神谷医師の余命宣告とも言えるような「早老症」のことで,美咲は当然衝撃を受けます。
その衝撃は想像の域を超えています。もしこんなことを医者から言われたら,何を思うのか。

そんな気持ちと裏腹に,美咲は暗い気持ちを引きずったまま晴人とデートします。そしてとうとう晴人からプロポーズされるのです。ちょっと早くない?

「付き合って3ヵ月しか経ってなくても、君より素敵な人がどれだけいても、美咲は僕の最後の恋人だって、勝手にそう思ってるから」

好きな人から言われれば普通だったら嬉しいものなのでしょう。しかし,美咲は晴人に言いたくない病気の現実がよぎります。
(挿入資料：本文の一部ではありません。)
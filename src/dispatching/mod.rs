//! Dispatching rules for picking the next task to run.
//!
//! SJF, SRTF and Priority differ only in the key they minimise over the
//! ready set. Each key is a [`DispatchingRule`]; [`select_best`] runs the
//! shared linear scan.
//!
//! # Tie-breaking
//! The scan keeps the first candidate that achieves the minimum score,
//! comparing with a strict `<`. Callers therefore control ties purely
//! through the order in which they offer candidates.
//!
//! # Usage
//!
//! ```
//! use cpu_sched_sim::dispatching::{rules, select_best, Candidate};
//! use cpu_sched_sim::models::Task;
//!
//! let tasks = vec![Task::new(1, 0, 8), Task::new(2, 0, 3)];
//! let best = select_best(
//!     &rules::ShortestBurst,
//!     tasks.iter().enumerate().map(|(i, t)| Candidate::new(i, t, t.burst)),
//! );
//! assert_eq!(best, Some(1));
//! ```

pub mod rules;

use std::fmt::Debug;

use crate::models::Task;

/// Score returned by a dispatching rule.
///
/// Lower scores = dispatched first.
pub type RuleScore = i64;

/// A ready task offered to a dispatching rule.
#[derive(Debug, Clone, Copy)]
pub struct Candidate<'a> {
    /// Caller-side index of the task.
    pub index: usize,
    /// The task itself.
    pub task: &'a Task,
    /// Work still owed to the task.
    pub remaining: i64,
}

impl<'a> Candidate<'a> {
    /// Creates a candidate.
    pub fn new(index: usize, task: &'a Task, remaining: i64) -> Self {
        Self {
            index,
            task,
            remaining,
        }
    }
}

/// A rule that scores ready tasks.
///
/// # Score Convention
/// **Lower score = higher priority.**
pub trait DispatchingRule: Send + Sync + Debug {
    /// Rule name (e.g., "SJF").
    fn name(&self) -> &'static str;

    /// Scores a candidate. Lower = dispatched first.
    fn evaluate(&self, candidate: &Candidate<'_>) -> RuleScore;

    /// Rule description.
    fn description(&self) -> &'static str {
        self.name()
    }
}

/// Returns the `index` of the lowest-scoring candidate.
///
/// Ties keep the earliest candidate in iteration order.
pub fn select_best<'a, R, I>(rule: &R, candidates: I) -> Option<usize>
where
    R: DispatchingRule + ?Sized,
    I: IntoIterator<Item = Candidate<'a>>,
{
    let mut best: Option<(RuleScore, usize)> = None;
    for candidate in candidates {
        let score = rule.evaluate(&candidate);
        match best {
            Some((best_score, _)) if score >= best_score => {}
            _ => best = Some((score, candidate.index)),
        }
    }
    best.map(|(_, index)| index)
}

#[cfg(test)]
mod tests {
    use super::*;

    fn offer(tasks: &[Task]) -> impl Iterator<Item = Candidate<'_>> {
        tasks
            .iter()
            .enumerate()
            .map(|(i, t)| Candidate::new(i, t, t.burst))
    }

    #[test]
    fn test_select_minimum() {
        let tasks = vec![Task::new(1, 0, 5), Task::new(2, 0, 2), Task::new(3, 0, 9)];
        assert_eq!(select_best(&rules::ShortestBurst, offer(&tasks)), Some(1));
    }

    #[test]
    fn test_tie_keeps_first() {
        let tasks = vec![Task::new(7, 0, 4), Task::new(3, 0, 4), Task::new(5, 0, 4)];
        assert_eq!(select_best(&rules::ShortestBurst, offer(&tasks)), Some(0));
    }

    #[test]
    fn test_empty_candidates() {
        assert_eq!(select_best(&rules::ShortestBurst, offer(&[])), None);
    }

    #[test]
    fn test_dyn_rule() {
        let rule: &dyn DispatchingRule = &rules::ShortestRemaining;
        let tasks = vec![Task::new(1, 0, 8), Task::new(2, 0, 4)];
        let candidates = vec![Candidate::new(0, &tasks[0], 1), Candidate::new(1, &tasks[1], 4)];
        assert_eq!(select_best(rule, candidates), Some(0));
    }
}
//! Round-Robin with a fixed quantum.
//!
//! # Algorithm
//!
//! 1. Admit every arrived, unfinished, not-yet-admitted task to the tail of a
//!    FIFO ready queue (in input order).
//! 2. If the queue is empty, jump the clock to the next pending arrival.
//! 3. Run the head task for `min(quantum, remaining)` and record the slice.
//! 4. Admit arrivals that happened during the slice, then re-queue the task
//!    at the tail if it still has work.
//!
//! Admitting mid-slice arrivals before re-queuing means a newcomer runs
//! ahead of the task it arrived behind.

use std::collections::VecDeque;

use tracing::debug;

use crate::models::{Schedule, ScheduledTask, Slice, Task};

/// Schedules tasks in FIFO order, preempting after `quantum` time units.
///
/// `quantum` must be positive; the facade validates it.
pub fn round_robin(tasks: &[Task], quantum: i64) -> Schedule {
    let n = tasks.len();
    let mut remaining: Vec<i64> = tasks.iter().map(|t| t.burst).collect();
    let mut first_start: Vec<Option<i64>> = vec![None; n];
    let mut finish = vec![0; n];
    let mut admitted = vec![false; n];
    let mut queue: VecDeque<usize> = VecDeque::with_capacity(n);
    let mut timeline = Vec::new();
    let mut outstanding: i64 = remaining.iter().sum();
    let mut current_time = 0;

    while outstanding > 0 {
        admit(tasks, &remaining, &mut admitted, &mut queue, current_time);

        let Some(idx) = queue.pop_front() else {
            let Some(next_arrival) = tasks
                .iter()
                .enumerate()
                .filter(|&(i, _)| !admitted[i] && remaining[i] > 0)
                .map(|(_, t)| t.arrival)
                .min()
            else {
                break;
            };
            current_time = next_arrival;
            continue;
        };

        first_start[idx].get_or_insert(current_time);
        let run = quantum.min(remaining[idx]);
        debug!(task = tasks[idx].id, start = current_time, run, "rr slice");
        timeline.push(Slice::new(tasks[idx].id, current_time, current_time + run));

        remaining[idx] -= run;
        outstanding -= run;
        current_time += run;

        admit(tasks, &remaining, &mut admitted, &mut queue, current_time);

        if remaining[idx] > 0 {
            queue.push_back(idx);
        } else {
            finish[idx] = current_time;
        }
    }

    let tasks = tasks
        .iter()
        .zip(first_start)
        .zip(finish)
        .map(|((task, start), finish)| {
            // Every task gets at least one slice, so `start` is always set.
            ScheduledTask::new(task.clone(), start.unwrap_or(finish), finish)
        })
        .collect();

    Schedule { tasks, timeline }
}

fn admit(
    tasks: &[Task],
    remaining: &[i64],
    admitted: &mut [bool],
    queue: &mut VecDeque<usize>,
    now: i64,
) {
    for (i, task) in tasks.iter().enumerate() {
        if !admitted[i] && remaining[i] > 0 && task.arrival <= now {
            admitted[i] = true;
            queue.push_back(i);
        }
    }
}
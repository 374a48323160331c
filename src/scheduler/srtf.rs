//! Shortest-Remaining-Time-First, preemptive.
//!
//! # Algorithm
//!
//! The clock advances one unit at a time. Each unit goes to the ready task
//! with the least remaining work; ties go to the task listed first in the
//! input (no re-sorting). When nothing is ready the clock jumps to the next
//! arrival.
//!
//! # Timeline
//! With [`TimelineMode::Collapsed`] each task contributes one slice from its
//! first dispatch to its completion, with `burst` equal to the task's total
//! burst. [`TimelineMode::Segmented`] emits one slice per contiguous run.
//!
//! # Complexity
//! O(B · n) where B is the total burst.

use tracing::debug;

use crate::dispatching::rules::ShortestRemaining;
use crate::dispatching::{select_best, Candidate};
use crate::models::{Schedule, ScheduledTask, Slice, Task, TimelineMode};

/// Schedules the task with the least remaining work at every time unit.
pub fn srtf(tasks: &[Task], mode: TimelineMode) -> Schedule {
    let n = tasks.len();
    let mut remaining: Vec<i64> = tasks.iter().map(|t| t.burst).collect();
    let mut first_start: Vec<Option<i64>> = vec![None; n];
    let mut finish = vec![0; n];
    let mut timeline = Vec::new();
    let mut completed = 0;
    let mut current_time = 0;
    // Task currently holding the CPU and the start of its current run.
    let mut segment: Option<(usize, i64)> = None;

    while completed < n {
        let ready = tasks
            .iter()
            .enumerate()
            .filter(|&(i, t)| remaining[i] > 0 && t.arrival <= current_time)
            .map(|(i, t)| Candidate::new(i, t, remaining[i]));

        let Some(idx) = select_best(&ShortestRemaining, ready) else {
            let Some(next_arrival) = tasks
                .iter()
                .zip(&remaining)
                .filter(|(_, &left)| left > 0)
                .map(|(t, _)| t.arrival)
                .min()
            else {
                break;
            };
            current_time = next_arrival;
            continue;
        };

        if segment.map(|(running, _)| running) != Some(idx) {
            if let Some((preempted, seg_start)) = segment.take() {
                debug!(task = tasks[preempted].id, by = tasks[idx].id, at = current_time, "srtf preempt");
                if mode == TimelineMode::Segmented {
                    timeline.push(Slice::new(tasks[preempted].id, seg_start, current_time));
                }
            }
            segment = Some((idx, current_time));
        }
        let start = *first_start[idx].get_or_insert(current_time);

        remaining[idx] -= 1;
        current_time += 1;

        if remaining[idx] == 0 {
            let task = &tasks[idx];
            finish[idx] = current_time;
            completed += 1;
            debug!(task = task.id, start, finish = current_time, "srtf complete");

            let seg_start = segment.take().map_or(start, |(_, s)| s);
            timeline.push(match mode {
                TimelineMode::Collapsed => {
                    Slice::spanning(task.id, start, current_time, task.burst)
                }
                TimelineMode::Segmented => Slice::new(task.id, seg_start, current_time),
            });
        }
    }

    let tasks = tasks
        .iter()
        .zip(first_start)
        .zip(finish)
        .map(|((task, start), finish)| {
            // Every task runs at least one unit, so `start` is always set.
            ScheduledTask::new(task.clone(), start.unwrap_or(finish), finish)
        })
        .collect();

    Schedule { tasks, timeline }
}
美咲は「しばらく考えさせて……」と返事するのが精一杯でした。

晴人を失いたくない,晴人に醜い姿を見せたくない,そんな気持ちがプロポーズに対してどうしても前向きになれない。本当によくわかる,美咲の気持ち。美咲は寝ている晴人の顔を見つめながら「時々でいいから、わたしのこと思い出してね」とつぶやくのでした。そして、美咲は黙って部屋を出て行くのでした。

その日から,美咲は晴人を避けるようになります。そして彼女は嘘をつきます。自分には好きな人ができたと。今はその人と一緒にいると。これに晴人は衝撃を受けます。なぜなのか。晴人は当然のように美咲を責め立てます。忘れられるはずないですよね。急に「好きな人がいる」なんて言われても信じれるはずがない。

そして晴人は「最低だな。。。」とつぶやきます。「私のことは忘れて。。。」と言う美咲。完全に二人は別れてしまうのでした。

本作品の考察

晴人にはわからないまま容赦なく進行してしまう美咲の老化。この後,どうなっていくのかは是非本作品を読んでほしいと思います。

それにしても,最後の展開は意外でした。晴人と美咲という二人の主人公の交錯する重い。もし自分の恋人,あるいは大切にしている人の命が短いと知ってしまったらどう考えるのだろうか。

いや,もし自分が不治の病に侵されていると知ってしまった時の衝撃はどのようなものなのか。晴人と美咲の二人の視点に立って,本作品を読みました。

余命幾ばくかという状況で,人は何を思うのか。落ち込んで,ふさぎ込んでしまうのか。それとも,残された人生をどう生きるかを考え,後悔しない人生を送りたくないと思うのだろうか。そして,先行く人へ向け,自分は何をしてあげられるのだろうか。

こればかりはその状況にならないとわからないのかなと思います。健康体で,自分のやりたいことをやろうと思えばできる環境にいる自分自身は,まだマシな部類なのかなと思いました。

命の尊さについて本当に考えさせられる作品でした。

この作品で考えさせられたこと

● 大切な人の余命が少ないと知らされた時に,人は何を思うか

● 自分の命があとわずかと知った時,どんな行動を起こすのか。